§ TASK PROMPT
Line count for "debounce": tally the lines of the records below that contain it, and give only that number.

§ DATA FOR ANALYSIS
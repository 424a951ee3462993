//! Domain models for token lookups
//!
//! Pure logic with no I/O: query classification, amount formatting,
//! input debouncing and the lookup state machine.

pub mod amount;
pub mod debounce;
pub mod lookup;
pub mod query;

pub use amount::{format_units, parse_raw_balance};
pub use debounce::Debouncer;
pub use lookup::{
    DisplayRow, LookupError, LookupOutcome, LookupState, RequestId, RequestTracker,
    TokenBalanceEntry, TokenMetadata,
};
pub use query::{get_address, is_address, is_valid_ens_name, parse_address, QueryKind};
//! Async worker - runs in Tokio runtime and handles lookups and wallet actions

use std::sync::mpsc::{Receiver, Sender, TryRecvError};
use std::sync::Arc;
use std::time::Duration;

use tokio::sync::Mutex;
use tracing::{debug, info};

use crate::infrastructure::indexer::IndexingApi;
use crate::infrastructure::runtime::bridge::{RuntimeCommand, RuntimeEvent};
use crate::infrastructure::runtime::lookup::{BalanceLookup, LookupOptions};
use crate::infrastructure::wallet::WalletSession;

/// Run the async worker loop
///
/// Each lookup runs in its own task, so a slow lookup never blocks newer
/// ones; the UI discards results that are no longer current.
pub async fn run_async_worker(
    api: Arc<dyn IndexingApi>,
    options: LookupOptions,
    wallet: WalletSession,
    cmd_rx: Receiver<RuntimeCommand>,
    evt_tx: Sender<RuntimeEvent>,
) {
    info!(endpoint = %api.endpoint_name(), wallet = %wallet.describe(), "worker started");

    let lookup = Arc::new(BalanceLookup::new(api, options));
    let wallet = Arc::new(Mutex::new(wallet));

    loop {
        // Process commands (non-blocking)
        loop {
            let cmd = match cmd_rx.try_recv() {
                Ok(cmd) => cmd,
                Err(TryRecvError::Empty) => break,
                Err(TryRecvError::Disconnected) => return,
            };

            match cmd {
                RuntimeCommand::Shutdown => {
                    info!("worker shutting down");
                    return;
                }

                RuntimeCommand::Lookup { request, query } => {
                    debug!(request = request.0, query = %query, "lookup queued");
                    let lookup = Arc::clone(&lookup);
                    let evt_tx = evt_tx.clone();
                    tokio::spawn(async move {
                        let result = lookup.resolve(&query).await;
                        let _ = evt_tx.send(RuntimeEvent::LookupFinished { request, result });
                    });
                }

                RuntimeCommand::ConnectWallet => {
                    let wallet = Arc::clone(&wallet);
                    let evt_tx = evt_tx.clone();
                    tokio::spawn(async move {
                        let mut session = wallet.lock().await;
                        let event = match session.connect().await {
                            Ok(accounts) => RuntimeEvent::WalletConnected {
                                accounts: accounts
                                    .iter()
                                    .map(|account| account.to_checksum(None))
                                    .collect(),
                            },
                            Err(error) => RuntimeEvent::WalletFailed { error },
                        };
                        let _ = evt_tx.send(event);
                    });
                }

                RuntimeCommand::DisconnectWallet => {
                    let wallet = Arc::clone(&wallet);
                    let evt_tx = evt_tx.clone();
                    tokio::spawn(async move {
                        wallet.lock().await.disconnect().await;
                        let _ = evt_tx.send(RuntimeEvent::WalletDisconnected);
                    });
                }
            }
        }

        // Small yield to prevent busy loop
        tokio::time::sleep(Duration::from_millis(10)).await;
    }
}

§ ANSWER FOR THE TASK
2